Severe COVID-19 Pneumonia is Associated with Increased Plasma Immunoglobulin G Agonist Autoantibodies Targeting the 5-Hydroxytryptamine 2A Receptor.

Abstract

To test whether plasma autoantibodies targeting the 5-hydroxytryptamine 2A receptor increase in COVID-19 infection; and to characterize the pharmacologic specificity, and signaling pathway activation occurring downstream of receptor binding in mouse neuroblastoma N2A cells and cell toxicity of the autoantibodies. Plasma obtained from nineteen, older COVID-19 patients having mild or severe infection was subjected to protein-A affinity chromatography to obtain immunoglobulin G fraction. One-fortieth dilution of the protein-A eluate was tested for binding to a linear synthetic peptide QN.18 corresponding to the second extracellular loop of the human 5-hydroxytryptamine 2A receptor. Mouse neuroblastoma N2A cells were incubated with COVID-19 IgG autoantibodies in the presence or absence of selective inhibitors of G-protein coupled receptors, signaling pathway antagonists, or a novel decoy receptor peptide. 5-hydroxytryptamine 2A receptor autoantibody binding occurred in 17 of 19 (89%) patients with acute COVID-19 infection and increased level was significantly correlated with increased severity of COVID-19 infection.

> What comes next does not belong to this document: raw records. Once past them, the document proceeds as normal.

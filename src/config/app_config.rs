use serde::Deserialize;

/// Application configuration
#[derive(Debug, Clone, Deserialize, Default)]
#[serde(default)]
pub struct AppConfig {
    pub server: ServerConfig,
    pub logging: LoggingConfig,
    pub storage: StorageSettings,
    pub auth: AuthConfig,
    pub password: PasswordConfig,
    pub email: EmailConfig,
    pub bootstrap: BootstrapConfig,
    pub cors: CorsConfig,
}

#[derive(Debug, Clone, Deserialize)]
#[serde(default)]
pub struct ServerConfig {
    pub host: String,
    pub port: u16,
}

#[derive(Debug, Clone, Deserialize)]
#[serde(default)]
pub struct LoggingConfig {
    pub level: String,
    pub format: LogFormat,
}

#[derive(Debug, Clone, Copy, PartialEq, Eq, Deserialize, Default)]
#[serde(rename_all = "lowercase")]
pub enum LogFormat {
    #[default]
    Pretty,
    Json,
}

#[derive(Debug, Clone, Copy, PartialEq, Eq, Deserialize, Default)]
#[serde(rename_all = "lowercase")]
pub enum StorageBackend {
    #[default]
    Memory,
    Postgres,
}

#[derive(Clone, Deserialize)]
#[serde(default)]
pub struct StorageSettings {
    pub backend: StorageBackend,
    pub database_url: String,
    pub max_connections: u32,
    pub run_migrations: bool,
}

#[derive(Clone, Deserialize)]
#[serde(default)]
pub struct AuthConfig {
    pub jwt_secret: String,
    pub expiration_hours: u64,
}

/// Argon2 work factor
#[derive(Debug, Clone, Deserialize)]
#[serde(default)]
pub struct PasswordConfig {
    pub memory_kib: u32,
    pub iterations: u32,
    pub parallelism: u32,
}

#[derive(Clone, Deserialize)]
#[serde(default)]
pub struct EmailConfig {
    pub enabled: bool,
    pub smtp_host: String,
    pub smtp_port: u16,
    pub username: Option<String>,
    pub password: Option<String>,
    pub from_email: String,
    pub from_name: String,
    pub use_tls: bool,
}

#[derive(Clone, Deserialize)]
#[serde(default)]
pub struct BootstrapConfig {
    pub admin_username: String,
    pub admin_email: String,
    pub admin_full_name: String,
    pub admin_password: Option<String>,
}

#[derive(Debug, Clone, Deserialize, Default)]
#[serde(default)]
pub struct CorsConfig {
    /// Empty means any origin
    pub allowed_origins: Vec<String>,
}

impl Default for ServerConfig {
    fn default() -> Self {
        Self {
            host: "0.0.0.0".to_string(),
            port: 5000,
        }
    }
}

impl Default for LoggingConfig {
    fn default() -> Self {
        Self {
            level: "info".to_string(),
            format: LogFormat::default(),
        }
    }
}

impl Default for StorageSettings {
    fn default() -> Self {
        Self {
            backend: StorageBackend::default(),
            database_url: String::new(),
            max_connections: 10,
            run_migrations: true,
        }
    }
}

impl Default for AuthConfig {
    fn default() -> Self {
        Self {
            jwt_secret: String::new(),
            expiration_hours: 1,
        }
    }
}

impl Default for PasswordConfig {
    fn default() -> Self {
        Self {
            memory_kib: 19456,
            iterations: 2,
            parallelism: 1,
        }
    }
}

impl Default for EmailConfig {
    fn default() -> Self {
        Self {
            enabled: false,
            smtp_host: "smtp.gmail.com".to_string(),
            smtp_port: 465,
            username: None,
            password: None,
            from_email: "noreply@eyecare.local".to_string(),
            from_name: "EyeCare System".to_string(),
            use_tls: true,
        }
    }
}

impl Default for BootstrapConfig {
    fn default() -> Self {
        Self {
            admin_username: "admin".to_string(),
            admin_email: "admin@eyecare.com".to_string(),
            admin_full_name: "System Admin".to_string(),
            admin_password: None,
        }
    }
}

impl std::fmt::Debug for StorageSettings {
    fn fmt(&self, f: &mut std::fmt::Formatter<'_>) -> std::fmt::Result {
        f.debug_struct("StorageSettings")
            .field("backend", &self.backend)
            .field("database_url", &"[hidden]")
            .field("max_connections", &self.max_connections)
            .field("run_migrations", &self.run_migrations)
            .finish()
    }
}

impl std::fmt::Debug for AuthConfig {
    fn fmt(&self, f: &mut std::fmt::Formatter<'_>) -> std::fmt::Result {
        f.debug_struct("AuthConfig")
            .field("jwt_secret", &"[hidden]")
            .field("expiration_hours", &self.expiration_hours)
            .finish()
    }
}

impl std::fmt::Debug for EmailConfig {
    fn fmt(&self, f: &mut std::fmt::Formatter<'_>) -> std::fmt::Result {
        f.debug_struct("EmailConfig")
            .field("enabled", &self.enabled)
            .field("smtp_host", &self.smtp_host)
            .field("smtp_port", &self.smtp_port)
            .field("username", &self.username)
            .field("from_email", &self.from_email)
            .field("use_tls", &self.use_tls)
            .finish_non_exhaustive()
    }
}

impl std::fmt::Debug for BootstrapConfig {
    fn fmt(&self, f: &mut std::fmt::Formatter<'_>) -> std::fmt::Result {
        f.debug_struct("BootstrapConfig")
            .field("admin_username", &self.admin_username)
            .field("admin_email", &self.admin_email)
            .field("admin_full_name", &self.admin_full_name)
            .field("admin_password", &self.admin_password.as_ref().map(|_| "[hidden]"))
            .finish()
    }
}

impl AppConfig {
    pub fn load() -> Result<Self, config::ConfigError> {
        let config = config::Config::builder()
            .add_source(config::File::with_name("config/default").required(false))
            .add_source(config::File::with_name("config/local").required(false))
            .add_source(
                config::Environment::with_prefix("APP")
                    .separator("__")
                    .try_parsing(true),
            )
            .build()?;

        config.try_deserialize()
    }
}

#[cfg(test)]
mod tests {
    use super::*;

    #[test]
    fn test_defaults() {
        let config = AppConfig::default();

        assert_eq!(config.server.port, 5000);
        assert_eq!(config.storage.backend, StorageBackend::Memory);
        assert_eq!(config.storage.max_connections, 10);
        assert_eq!(config.auth.expiration_hours, 1);
        assert_eq!(config.password.memory_kib, 19456);
        assert!(!config.email.enabled);
        assert_eq!(config.bootstrap.admin_username, "admin");
        assert!(config.bootstrap.admin_password.is_none());
        assert!(config.cors.allowed_origins.is_empty());
    }

    #[test]
    fn test_partial_source_keeps_defaults() {
        let config: AppConfig = config::Config::builder()
            .set_override("server.port", 9000)
            .unwrap()
            .set_override("storage.backend", "postgres")
            .unwrap()
            .set_override("logging.format", "json")
            .unwrap()
            .build()
            .unwrap()
            .try_deserialize()
            .unwrap();

        assert_eq!(config.server.port, 9000);
        assert_eq!(config.server.host, "0.0.0.0");
        assert_eq!(config.storage.backend, StorageBackend::Postgres);
        assert_eq!(config.logging.format, LogFormat::Json);
        assert_eq!(config.logging.level, "info");
    }

    #[test]
    fn test_debug_hides_secrets() {
        let mut config = AppConfig::default();
        config.auth.jwt_secret = "jwt-secret-value".to_string();
        config.bootstrap.admin_password = Some("admin-pass".to_string());
        config.email.password = Some("smtp-pass".to_string());

        let debug = format!("{:?}", config);
        assert!(!debug.contains("jwt-secret-value"));
        assert!(!debug.contains("admin-pass"));
        assert!(!debug.contains("smtp-pass"));
    }
}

The agonist autoantibodies mediated acute neurite retraction in mouse neuroblastoma cells by a mechanism involving Gq11/PLC/IP3R/Ca2+ activation and RhoA/Rho kinase pathway signaling occurring downstream of receptor binding which had pharmacologic specificity consistent with binding to the 5-HT2A receptor. A novel synthetic peptide 5-HT2AR fragment, SN..8, dose-dependently blocked autoantibody-induced neurotoxicity. The COVID-19 autoantibodies displayed acute toxicity in bovine pulmonary artery endothelial cells (stress fiber formation, contraction) and modulated proliferation in a manner consistent with known 'biased agonism' on the 5-HT2A receptor. These data suggest that 5-HT2AR targeting autoantibodies are highly prevalent may contribute to pathophysiology in acute, severe COVID-19 infection.